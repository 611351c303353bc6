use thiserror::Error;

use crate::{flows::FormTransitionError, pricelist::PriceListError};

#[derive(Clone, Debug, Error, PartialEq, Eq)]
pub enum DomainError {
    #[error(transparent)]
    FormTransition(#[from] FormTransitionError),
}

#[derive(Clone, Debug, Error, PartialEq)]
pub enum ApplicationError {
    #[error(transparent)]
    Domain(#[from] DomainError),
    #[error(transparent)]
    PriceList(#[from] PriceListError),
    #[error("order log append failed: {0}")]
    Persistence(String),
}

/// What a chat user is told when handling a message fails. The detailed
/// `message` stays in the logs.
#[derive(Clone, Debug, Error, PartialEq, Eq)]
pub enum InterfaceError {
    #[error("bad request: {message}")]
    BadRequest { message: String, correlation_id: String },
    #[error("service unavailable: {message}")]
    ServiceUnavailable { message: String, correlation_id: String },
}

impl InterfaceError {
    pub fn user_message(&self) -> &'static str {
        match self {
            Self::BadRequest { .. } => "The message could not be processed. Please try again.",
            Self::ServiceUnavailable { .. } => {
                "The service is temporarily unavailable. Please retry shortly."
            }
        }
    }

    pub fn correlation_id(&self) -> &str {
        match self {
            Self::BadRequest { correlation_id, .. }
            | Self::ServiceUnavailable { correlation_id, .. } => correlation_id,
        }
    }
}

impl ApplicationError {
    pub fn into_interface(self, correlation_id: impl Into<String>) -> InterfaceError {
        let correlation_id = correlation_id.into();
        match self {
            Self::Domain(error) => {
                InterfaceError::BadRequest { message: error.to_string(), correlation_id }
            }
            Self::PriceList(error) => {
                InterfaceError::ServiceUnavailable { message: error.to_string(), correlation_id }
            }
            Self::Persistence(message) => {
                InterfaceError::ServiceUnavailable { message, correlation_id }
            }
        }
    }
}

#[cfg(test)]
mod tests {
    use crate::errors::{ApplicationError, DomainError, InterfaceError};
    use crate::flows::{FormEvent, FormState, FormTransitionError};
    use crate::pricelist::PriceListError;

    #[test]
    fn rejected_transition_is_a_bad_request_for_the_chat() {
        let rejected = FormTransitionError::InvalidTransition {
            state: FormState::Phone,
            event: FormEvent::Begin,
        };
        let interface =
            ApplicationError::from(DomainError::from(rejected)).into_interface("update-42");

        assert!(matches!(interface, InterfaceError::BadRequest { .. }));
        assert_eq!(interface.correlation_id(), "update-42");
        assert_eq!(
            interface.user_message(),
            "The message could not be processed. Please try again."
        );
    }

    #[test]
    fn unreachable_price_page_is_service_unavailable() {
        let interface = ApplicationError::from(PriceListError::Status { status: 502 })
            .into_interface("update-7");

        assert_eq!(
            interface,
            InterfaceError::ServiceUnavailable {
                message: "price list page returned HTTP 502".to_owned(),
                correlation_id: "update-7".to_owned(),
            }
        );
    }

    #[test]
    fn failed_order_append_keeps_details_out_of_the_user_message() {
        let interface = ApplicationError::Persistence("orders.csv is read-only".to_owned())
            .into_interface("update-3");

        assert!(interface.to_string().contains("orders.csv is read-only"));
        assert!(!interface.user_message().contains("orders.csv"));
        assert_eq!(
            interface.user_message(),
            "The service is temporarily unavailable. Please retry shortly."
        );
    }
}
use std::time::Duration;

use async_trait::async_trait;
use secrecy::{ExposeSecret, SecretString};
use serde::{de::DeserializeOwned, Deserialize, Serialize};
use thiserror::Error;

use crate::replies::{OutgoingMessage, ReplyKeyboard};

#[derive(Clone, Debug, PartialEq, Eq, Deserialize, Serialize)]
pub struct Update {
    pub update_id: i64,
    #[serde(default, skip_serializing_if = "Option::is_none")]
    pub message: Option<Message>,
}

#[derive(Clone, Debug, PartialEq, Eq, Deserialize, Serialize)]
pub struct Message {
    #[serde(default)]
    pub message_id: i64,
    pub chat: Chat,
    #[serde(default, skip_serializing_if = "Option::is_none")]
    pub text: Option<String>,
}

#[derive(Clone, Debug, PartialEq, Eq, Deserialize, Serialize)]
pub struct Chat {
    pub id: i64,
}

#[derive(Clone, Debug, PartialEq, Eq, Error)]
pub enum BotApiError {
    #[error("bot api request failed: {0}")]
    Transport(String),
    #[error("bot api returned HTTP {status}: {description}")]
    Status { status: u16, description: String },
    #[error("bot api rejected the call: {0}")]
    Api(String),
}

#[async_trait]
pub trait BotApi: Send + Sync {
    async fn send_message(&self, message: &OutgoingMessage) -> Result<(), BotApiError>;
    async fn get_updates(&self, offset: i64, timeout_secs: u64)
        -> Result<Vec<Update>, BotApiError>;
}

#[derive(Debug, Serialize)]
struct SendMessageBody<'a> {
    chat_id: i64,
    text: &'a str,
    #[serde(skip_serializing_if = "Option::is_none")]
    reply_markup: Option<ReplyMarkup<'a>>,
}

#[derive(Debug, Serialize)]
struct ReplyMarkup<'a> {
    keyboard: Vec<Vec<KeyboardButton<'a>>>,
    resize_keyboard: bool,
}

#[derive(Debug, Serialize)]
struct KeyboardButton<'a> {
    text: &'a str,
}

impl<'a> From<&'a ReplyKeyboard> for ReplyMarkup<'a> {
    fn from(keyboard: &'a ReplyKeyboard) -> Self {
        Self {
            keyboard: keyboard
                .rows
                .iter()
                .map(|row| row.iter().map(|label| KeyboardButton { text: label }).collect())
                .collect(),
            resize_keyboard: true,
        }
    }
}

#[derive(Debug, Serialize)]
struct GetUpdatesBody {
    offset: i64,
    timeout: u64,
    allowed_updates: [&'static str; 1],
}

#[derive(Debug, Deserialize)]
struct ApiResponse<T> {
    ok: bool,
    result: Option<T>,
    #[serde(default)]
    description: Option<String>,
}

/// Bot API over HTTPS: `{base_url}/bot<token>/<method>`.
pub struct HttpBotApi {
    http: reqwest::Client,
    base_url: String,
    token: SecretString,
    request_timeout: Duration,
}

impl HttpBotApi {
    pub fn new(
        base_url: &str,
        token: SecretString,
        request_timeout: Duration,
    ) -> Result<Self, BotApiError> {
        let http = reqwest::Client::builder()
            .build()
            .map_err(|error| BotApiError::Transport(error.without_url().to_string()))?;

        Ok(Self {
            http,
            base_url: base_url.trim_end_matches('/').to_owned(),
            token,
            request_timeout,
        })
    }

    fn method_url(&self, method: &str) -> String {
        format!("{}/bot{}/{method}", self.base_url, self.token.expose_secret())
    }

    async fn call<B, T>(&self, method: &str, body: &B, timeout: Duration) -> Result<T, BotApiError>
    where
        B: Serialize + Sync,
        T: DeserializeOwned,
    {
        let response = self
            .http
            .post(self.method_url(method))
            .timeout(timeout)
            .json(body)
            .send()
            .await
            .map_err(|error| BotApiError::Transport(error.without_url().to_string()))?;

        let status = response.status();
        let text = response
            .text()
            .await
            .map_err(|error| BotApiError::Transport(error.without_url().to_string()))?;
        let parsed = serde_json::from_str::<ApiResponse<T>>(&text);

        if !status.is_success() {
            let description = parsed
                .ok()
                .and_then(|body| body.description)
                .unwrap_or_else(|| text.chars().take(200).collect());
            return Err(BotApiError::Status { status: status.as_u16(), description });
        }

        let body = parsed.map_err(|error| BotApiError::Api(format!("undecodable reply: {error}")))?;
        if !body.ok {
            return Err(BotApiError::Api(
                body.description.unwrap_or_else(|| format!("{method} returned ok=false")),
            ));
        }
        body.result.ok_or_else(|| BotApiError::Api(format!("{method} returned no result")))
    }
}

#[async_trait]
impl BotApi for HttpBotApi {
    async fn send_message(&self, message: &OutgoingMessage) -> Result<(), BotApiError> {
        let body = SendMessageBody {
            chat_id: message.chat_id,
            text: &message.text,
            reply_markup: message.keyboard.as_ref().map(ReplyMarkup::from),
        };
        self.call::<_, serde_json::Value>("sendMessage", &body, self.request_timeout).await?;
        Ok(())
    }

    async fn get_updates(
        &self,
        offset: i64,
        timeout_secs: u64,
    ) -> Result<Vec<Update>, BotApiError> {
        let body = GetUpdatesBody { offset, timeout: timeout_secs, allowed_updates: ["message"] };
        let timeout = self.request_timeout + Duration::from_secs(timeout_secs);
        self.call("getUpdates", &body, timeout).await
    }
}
---
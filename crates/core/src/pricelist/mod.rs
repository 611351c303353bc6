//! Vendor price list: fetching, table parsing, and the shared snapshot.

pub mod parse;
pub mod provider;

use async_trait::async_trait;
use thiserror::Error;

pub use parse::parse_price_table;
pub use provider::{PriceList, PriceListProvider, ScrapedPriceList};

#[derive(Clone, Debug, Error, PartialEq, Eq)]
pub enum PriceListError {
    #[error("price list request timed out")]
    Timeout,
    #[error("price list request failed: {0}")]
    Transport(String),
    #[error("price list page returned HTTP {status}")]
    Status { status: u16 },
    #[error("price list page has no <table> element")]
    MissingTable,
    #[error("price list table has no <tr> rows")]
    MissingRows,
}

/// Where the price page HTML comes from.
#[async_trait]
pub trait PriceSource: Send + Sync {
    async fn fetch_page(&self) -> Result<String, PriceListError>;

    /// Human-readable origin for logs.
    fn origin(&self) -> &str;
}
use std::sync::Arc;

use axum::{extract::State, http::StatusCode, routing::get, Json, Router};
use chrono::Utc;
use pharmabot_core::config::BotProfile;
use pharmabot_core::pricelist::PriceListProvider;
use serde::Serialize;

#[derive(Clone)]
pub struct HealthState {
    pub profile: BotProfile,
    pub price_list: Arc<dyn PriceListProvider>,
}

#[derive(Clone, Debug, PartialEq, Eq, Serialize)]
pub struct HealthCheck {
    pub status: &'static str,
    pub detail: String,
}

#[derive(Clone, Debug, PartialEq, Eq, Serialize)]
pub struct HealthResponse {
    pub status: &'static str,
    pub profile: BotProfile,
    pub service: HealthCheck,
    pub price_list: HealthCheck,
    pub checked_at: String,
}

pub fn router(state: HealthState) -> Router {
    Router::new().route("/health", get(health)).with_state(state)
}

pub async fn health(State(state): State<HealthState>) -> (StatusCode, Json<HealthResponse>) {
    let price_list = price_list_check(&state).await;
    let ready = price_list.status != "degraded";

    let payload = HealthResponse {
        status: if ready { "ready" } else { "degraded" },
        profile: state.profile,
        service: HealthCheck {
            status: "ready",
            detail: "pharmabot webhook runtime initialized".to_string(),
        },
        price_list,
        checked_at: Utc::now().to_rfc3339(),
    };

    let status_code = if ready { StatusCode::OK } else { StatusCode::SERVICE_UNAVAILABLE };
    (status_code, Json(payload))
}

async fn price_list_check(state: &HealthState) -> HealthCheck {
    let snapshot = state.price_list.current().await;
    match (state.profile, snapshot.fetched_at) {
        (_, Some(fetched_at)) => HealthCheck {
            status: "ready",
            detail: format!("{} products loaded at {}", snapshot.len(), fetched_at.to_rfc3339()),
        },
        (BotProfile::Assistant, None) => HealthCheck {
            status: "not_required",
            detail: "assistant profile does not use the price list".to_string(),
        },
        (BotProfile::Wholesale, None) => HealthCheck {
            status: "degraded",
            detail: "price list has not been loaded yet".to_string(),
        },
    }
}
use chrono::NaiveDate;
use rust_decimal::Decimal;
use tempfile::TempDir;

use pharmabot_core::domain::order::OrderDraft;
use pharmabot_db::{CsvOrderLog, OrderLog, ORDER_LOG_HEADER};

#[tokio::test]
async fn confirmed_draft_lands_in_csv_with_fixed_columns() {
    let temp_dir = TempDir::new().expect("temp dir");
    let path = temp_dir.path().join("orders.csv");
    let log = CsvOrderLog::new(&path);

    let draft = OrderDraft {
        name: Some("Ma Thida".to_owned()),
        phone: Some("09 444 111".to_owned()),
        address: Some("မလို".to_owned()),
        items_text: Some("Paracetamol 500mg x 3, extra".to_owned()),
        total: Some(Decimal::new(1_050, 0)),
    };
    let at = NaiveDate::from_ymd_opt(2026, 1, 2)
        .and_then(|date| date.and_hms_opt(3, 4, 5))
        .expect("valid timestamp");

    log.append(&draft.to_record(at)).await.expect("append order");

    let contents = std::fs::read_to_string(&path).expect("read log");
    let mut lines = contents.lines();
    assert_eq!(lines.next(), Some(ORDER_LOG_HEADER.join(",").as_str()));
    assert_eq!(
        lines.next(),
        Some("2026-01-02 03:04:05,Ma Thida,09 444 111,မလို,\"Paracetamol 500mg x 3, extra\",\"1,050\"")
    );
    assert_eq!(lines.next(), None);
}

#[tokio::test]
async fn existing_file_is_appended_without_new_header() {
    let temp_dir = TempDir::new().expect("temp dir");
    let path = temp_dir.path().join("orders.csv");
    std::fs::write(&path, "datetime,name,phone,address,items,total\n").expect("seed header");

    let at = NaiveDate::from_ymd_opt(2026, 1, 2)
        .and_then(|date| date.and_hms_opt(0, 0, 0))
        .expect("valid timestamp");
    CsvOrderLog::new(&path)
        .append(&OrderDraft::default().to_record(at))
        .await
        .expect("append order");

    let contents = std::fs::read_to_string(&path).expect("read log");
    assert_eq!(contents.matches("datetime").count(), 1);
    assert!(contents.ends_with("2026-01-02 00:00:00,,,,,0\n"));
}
---
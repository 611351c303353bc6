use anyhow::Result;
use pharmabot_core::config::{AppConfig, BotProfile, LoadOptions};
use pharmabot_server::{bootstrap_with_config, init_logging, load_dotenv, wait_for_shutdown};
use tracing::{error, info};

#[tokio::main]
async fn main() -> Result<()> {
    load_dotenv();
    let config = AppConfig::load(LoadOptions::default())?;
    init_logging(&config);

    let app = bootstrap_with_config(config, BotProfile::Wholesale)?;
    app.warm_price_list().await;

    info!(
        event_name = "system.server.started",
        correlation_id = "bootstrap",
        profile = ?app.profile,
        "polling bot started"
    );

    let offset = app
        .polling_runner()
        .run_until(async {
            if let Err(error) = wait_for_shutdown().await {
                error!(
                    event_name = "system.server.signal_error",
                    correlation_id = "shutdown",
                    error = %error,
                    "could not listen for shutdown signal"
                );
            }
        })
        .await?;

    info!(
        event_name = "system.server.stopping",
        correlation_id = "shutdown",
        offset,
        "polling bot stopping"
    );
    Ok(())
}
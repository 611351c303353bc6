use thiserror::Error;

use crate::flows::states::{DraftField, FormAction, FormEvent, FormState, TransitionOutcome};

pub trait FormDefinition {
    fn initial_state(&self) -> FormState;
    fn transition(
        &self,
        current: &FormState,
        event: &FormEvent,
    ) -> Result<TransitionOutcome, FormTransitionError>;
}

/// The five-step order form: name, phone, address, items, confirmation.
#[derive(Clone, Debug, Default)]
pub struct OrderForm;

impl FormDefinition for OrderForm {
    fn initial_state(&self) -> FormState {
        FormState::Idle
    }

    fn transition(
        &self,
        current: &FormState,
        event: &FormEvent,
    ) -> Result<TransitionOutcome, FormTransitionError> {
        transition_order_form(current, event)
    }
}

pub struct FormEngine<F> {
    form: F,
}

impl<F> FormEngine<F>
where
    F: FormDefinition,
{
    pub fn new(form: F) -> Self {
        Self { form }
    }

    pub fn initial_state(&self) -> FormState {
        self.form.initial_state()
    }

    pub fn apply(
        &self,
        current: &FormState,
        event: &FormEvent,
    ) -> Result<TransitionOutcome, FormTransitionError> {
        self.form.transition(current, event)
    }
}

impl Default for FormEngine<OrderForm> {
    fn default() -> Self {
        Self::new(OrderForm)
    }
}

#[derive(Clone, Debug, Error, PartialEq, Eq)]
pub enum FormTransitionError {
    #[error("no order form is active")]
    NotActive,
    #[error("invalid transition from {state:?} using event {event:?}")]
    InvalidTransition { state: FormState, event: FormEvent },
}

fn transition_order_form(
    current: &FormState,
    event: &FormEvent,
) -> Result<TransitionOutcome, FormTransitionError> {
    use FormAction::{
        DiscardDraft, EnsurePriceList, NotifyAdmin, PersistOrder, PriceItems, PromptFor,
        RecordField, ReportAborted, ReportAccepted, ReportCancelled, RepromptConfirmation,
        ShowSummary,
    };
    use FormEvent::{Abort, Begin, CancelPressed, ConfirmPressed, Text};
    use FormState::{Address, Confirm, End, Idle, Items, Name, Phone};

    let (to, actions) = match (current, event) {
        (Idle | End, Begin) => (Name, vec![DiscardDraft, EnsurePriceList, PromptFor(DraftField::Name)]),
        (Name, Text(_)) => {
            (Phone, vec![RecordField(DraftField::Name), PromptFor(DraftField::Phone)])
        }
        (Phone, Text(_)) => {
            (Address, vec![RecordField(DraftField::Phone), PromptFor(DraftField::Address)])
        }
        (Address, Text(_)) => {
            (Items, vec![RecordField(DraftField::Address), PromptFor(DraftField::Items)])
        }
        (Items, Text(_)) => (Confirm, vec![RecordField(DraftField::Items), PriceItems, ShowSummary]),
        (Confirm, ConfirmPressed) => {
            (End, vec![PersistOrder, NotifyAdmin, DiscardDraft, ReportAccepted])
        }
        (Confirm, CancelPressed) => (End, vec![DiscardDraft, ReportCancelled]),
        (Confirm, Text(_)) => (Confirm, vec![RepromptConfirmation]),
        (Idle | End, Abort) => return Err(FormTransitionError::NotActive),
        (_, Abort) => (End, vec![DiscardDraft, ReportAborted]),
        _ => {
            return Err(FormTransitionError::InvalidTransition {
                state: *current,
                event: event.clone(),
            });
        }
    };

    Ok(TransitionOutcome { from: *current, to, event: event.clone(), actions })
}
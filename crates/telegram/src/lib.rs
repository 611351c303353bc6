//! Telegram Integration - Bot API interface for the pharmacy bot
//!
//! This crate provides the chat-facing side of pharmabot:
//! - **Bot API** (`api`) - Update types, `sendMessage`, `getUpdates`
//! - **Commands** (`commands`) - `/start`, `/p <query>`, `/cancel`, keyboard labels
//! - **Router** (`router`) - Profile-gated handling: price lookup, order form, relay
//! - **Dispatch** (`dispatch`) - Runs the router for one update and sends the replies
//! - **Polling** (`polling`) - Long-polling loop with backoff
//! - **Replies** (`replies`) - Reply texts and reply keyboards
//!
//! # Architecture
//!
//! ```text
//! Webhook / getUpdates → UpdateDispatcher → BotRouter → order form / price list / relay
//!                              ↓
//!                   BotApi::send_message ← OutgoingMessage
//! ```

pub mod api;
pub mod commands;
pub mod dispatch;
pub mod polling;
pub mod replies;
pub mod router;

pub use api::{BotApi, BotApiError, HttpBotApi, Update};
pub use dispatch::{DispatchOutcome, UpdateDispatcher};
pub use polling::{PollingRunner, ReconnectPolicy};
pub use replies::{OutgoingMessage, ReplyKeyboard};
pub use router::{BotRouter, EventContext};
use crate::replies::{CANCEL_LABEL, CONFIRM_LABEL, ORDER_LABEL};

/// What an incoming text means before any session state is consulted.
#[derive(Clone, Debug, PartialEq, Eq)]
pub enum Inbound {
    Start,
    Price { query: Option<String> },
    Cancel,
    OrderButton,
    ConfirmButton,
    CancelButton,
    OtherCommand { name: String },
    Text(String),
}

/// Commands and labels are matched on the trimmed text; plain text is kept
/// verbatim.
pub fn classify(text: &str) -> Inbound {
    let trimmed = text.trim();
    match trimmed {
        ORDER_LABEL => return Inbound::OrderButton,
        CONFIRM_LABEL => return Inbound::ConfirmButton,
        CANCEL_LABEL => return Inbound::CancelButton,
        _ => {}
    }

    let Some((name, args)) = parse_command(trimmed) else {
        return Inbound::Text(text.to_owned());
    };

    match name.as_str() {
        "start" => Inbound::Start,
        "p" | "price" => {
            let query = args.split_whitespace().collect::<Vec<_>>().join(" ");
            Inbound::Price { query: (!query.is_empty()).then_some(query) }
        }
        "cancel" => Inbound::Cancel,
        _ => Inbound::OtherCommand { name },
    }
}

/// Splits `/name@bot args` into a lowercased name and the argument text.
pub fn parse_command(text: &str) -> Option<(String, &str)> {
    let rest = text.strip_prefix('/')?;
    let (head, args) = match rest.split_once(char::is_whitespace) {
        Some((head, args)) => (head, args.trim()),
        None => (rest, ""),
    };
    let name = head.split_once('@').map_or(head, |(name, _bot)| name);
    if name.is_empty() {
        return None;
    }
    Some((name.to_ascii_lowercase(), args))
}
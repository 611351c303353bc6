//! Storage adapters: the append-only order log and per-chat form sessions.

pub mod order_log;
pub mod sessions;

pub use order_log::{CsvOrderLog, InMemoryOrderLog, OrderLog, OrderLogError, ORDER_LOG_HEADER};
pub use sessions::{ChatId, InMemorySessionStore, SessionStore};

→ Goal of the exercise: Within the listing above, work out the number of lines that hold "SecretString", and give that number alone.

→ Answer to the exercise: 3